PROMPT:
State, as a bare number, how many lines below contain "Item".

Saved entries:
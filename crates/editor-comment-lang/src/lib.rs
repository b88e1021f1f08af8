#![warn(missing_docs)]
//! `editor-comment-lang` - data-driven comment delimiter configuration for `editor-comment`.
//!
//! This crate intentionally stays lightweight and does **not** depend on any parsing or
//! highlighting system. It provides the small structs that hosts and language modes use to
//! describe how a language spells its comments.

use serde::{Deserialize, Deserializer, Serialize};
use std::collections::BTreeMap;

/// Errors raised while loading comment configuration.
#[derive(Debug, thiserror::Error)]
pub enum LangError {
    /// The configuration is not valid JSON for the expected shape.
    #[error("invalid language configuration: {0}")]
    Json(#[from] serde_json::Error),
    /// A lookup named a language the table does not know.
    #[error("unknown language: {0}")]
    UnknownLanguage(String),
}

/// One or several line comment prefixes, as written in configuration.
///
/// Languages with synonymous markers (e.g. `["//", "#"]`) list all of them; the first entry is
/// the one inserted when commenting.
#[derive(Debug, Clone, PartialEq, Eq, Serialize, Deserialize)]
#[serde(untagged)]
pub enum LineCommentTokens {
    /// A single prefix such as `"//"`.
    Single(String),
    /// Alternative prefixes, in order of preference.
    Multiple(Vec<String>),
}

impl LineCommentTokens {
    /// Normalize into a list of non-empty prefixes (possibly empty, meaning "no line comment").
    pub fn into_prefixes(self) -> Vec<String> {
        let prefixes = match self {
            Self::Single(token) => vec![token],
            Self::Multiple(tokens) => tokens,
        };
        prefixes.into_iter().filter(|p| !p.is_empty()).collect()
    }

    /// Borrowing variant of [`LineCommentTokens::into_prefixes`].
    pub fn prefixes(&self) -> Vec<String> {
        self.clone().into_prefixes()
    }
}

impl From<&str> for LineCommentTokens {
    fn from(token: &str) -> Self {
        Self::Single(token.to_string())
    }
}

impl From<String> for LineCommentTokens {
    fn from(token: String) -> Self {
        Self::Single(token)
    }
}

impl From<Vec<String>> for LineCommentTokens {
    fn from(tokens: Vec<String>) -> Self {
        Self::Multiple(tokens)
    }
}

impl From<&[&str]> for LineCommentTokens {
    fn from(tokens: &[&str]) -> Self {
        Self::Multiple(tokens.iter().map(|t| t.to_string()).collect())
    }
}

/// Comment delimiters effective for a language (or a position inside a document).
///
/// Empty strings are treated as absent. A value with no usable delimiter means the language
/// does not support commenting and toggling is a no-op.
#[derive(Debug, Clone, PartialEq, Eq, Default, Serialize, Deserialize)]
pub struct CommentDelimiters {
    /// Line comment prefixes (e.g. `//`, `#`). The first one is used when commenting.
    #[serde(
        rename = "lineComment",
        default,
        deserialize_with = "deserialize_line_tokens"
    )]
    pub line: Vec<String>,
    /// Block comment start token (e.g. `/*`).
    #[serde(rename = "blockCommentStart", default)]
    pub block_start: Option<String>,
    /// Block comment end token (e.g. `*/`).
    #[serde(rename = "blockCommentEnd", default)]
    pub block_end: Option<String>,
}

fn deserialize_line_tokens<'de, D>(deserializer: D) -> Result<Vec<String>, D::Error>
where
    D: Deserializer<'de>,
{
    let tokens = Option::<LineCommentTokens>::deserialize(deserializer)?;
    Ok(tokens.map(LineCommentTokens::into_prefixes).unwrap_or_default())
}

impl CommentDelimiters {
    /// Create delimiters that support only line comments.
    pub fn line(token: impl Into<LineCommentTokens>) -> Self {
        Self {
            line: token.into().into_prefixes(),
            block_start: None,
            block_end: None,
        }
    }

    /// Create delimiters that support only block comments.
    pub fn block(start: impl Into<String>, end: impl Into<String>) -> Self {
        Self {
            line: Vec::new(),
            block_start: Some(start.into()),
            block_end: Some(end.into()),
        }
    }

    /// Create delimiters that support both line and block comments.
    pub fn line_and_block(
        line: impl Into<LineCommentTokens>,
        block_start: impl Into<String>,
        block_end: impl Into<String>,
    ) -> Self {
        Self {
            line: line.into().into_prefixes(),
            block_start: Some(block_start.into()),
            block_end: Some(block_end.into()),
        }
    }

    /// Non-empty line comment prefixes, in configuration order.
    pub fn line_prefixes(&self) -> impl Iterator<Item = &str> {
        self.line.iter().map(String::as_str).filter(|p| !p.is_empty())
    }

    /// The prefix inserted when commenting lines.
    pub fn primary_line_prefix(&self) -> Option<&str> {
        self.line_prefixes().next()
    }

    /// Block delimiters, if both are configured and non-empty.
    pub fn block_pair(&self) -> Option<(&str, &str)> {
        match (self.block_start.as_deref(), self.block_end.as_deref()) {
            (Some(start), Some(end)) if !start.is_empty() && !end.is_empty() => Some((start, end)),
            _ => None,
        }
    }

    /// Returns `true` if at least one line comment prefix is configured.
    pub fn has_line(&self) -> bool {
        self.primary_line_prefix().is_some()
    }

    /// Returns `true` if both block comment tokens are configured.
    pub fn has_block(&self) -> bool {
        self.block_pair().is_some()
    }

    /// Returns `true` if no comment syntax at all is available.
    pub fn is_empty(&self) -> bool {
        !self.has_line() && !self.has_block()
    }
}

/// Comment delimiters keyed by language id.
///
/// Loaded from a JSON object mapping ids to delimiter objects:
///
/// ```rust
/// use editor_comment_lang::LanguageTable;
///
/// let table = LanguageTable::from_json_str(
///     r##"{ "shell": { "lineComment": "#" }, "c": { "lineComment": "//", "blockCommentStart": "/*", "blockCommentEnd": "*/" } }"##,
/// )
/// .unwrap();
/// assert_eq!(table.get("shell").unwrap().primary_line_prefix(), Some("#"));
/// assert!(table.get("c").unwrap().has_block());
/// ```
#[derive(Debug, Clone, Default, PartialEq, Eq, Serialize, Deserialize)]
#[serde(transparent)]
pub struct LanguageTable {
    languages: BTreeMap<String, CommentDelimiters>,
}

impl LanguageTable {
    /// Create an empty table.
    pub fn new() -> Self {
        Self::default()
    }

    /// Parse a table from JSON.
    pub fn from_json_str(json: &str) -> Result<Self, LangError> {
        Ok(serde_json::from_str(json)?)
    }

    /// Add or replace a language entry.
    pub fn insert(&mut self, language: impl Into<String>, delimiters: CommentDelimiters) {
        self.languages.insert(language.into(), delimiters);
    }

    /// Delimiters of a language, if present.
    pub fn get(&self, language: &str) -> Option<&CommentDelimiters> {
        self.languages.get(language)
    }

    /// Like [`LanguageTable::get`], reporting missing languages as an error.
    pub fn require(&self, language: &str) -> Result<&CommentDelimiters, LangError> {
        self.get(language)
            .ok_or_else(|| LangError::UnknownLanguage(language.to_string()))
    }

    /// Merge another table into this one; entries of `other` win.
    pub fn extend(&mut self, other: LanguageTable) {
        self.languages.extend(other.languages);
    }

    /// Known language ids, sorted.
    pub fn languages(&self) -> impl Iterator<Item = &str> {
        self.languages.keys().map(String::as_str)
    }

    /// Number of languages.
    pub fn len(&self) -> usize {
        self.languages.len()
    }

    /// Returns `true` if the table has no entries.
    pub fn is_empty(&self) -> bool {
        self.languages.is_empty()
    }
}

RESULT FOR THIS EXERCISE:
2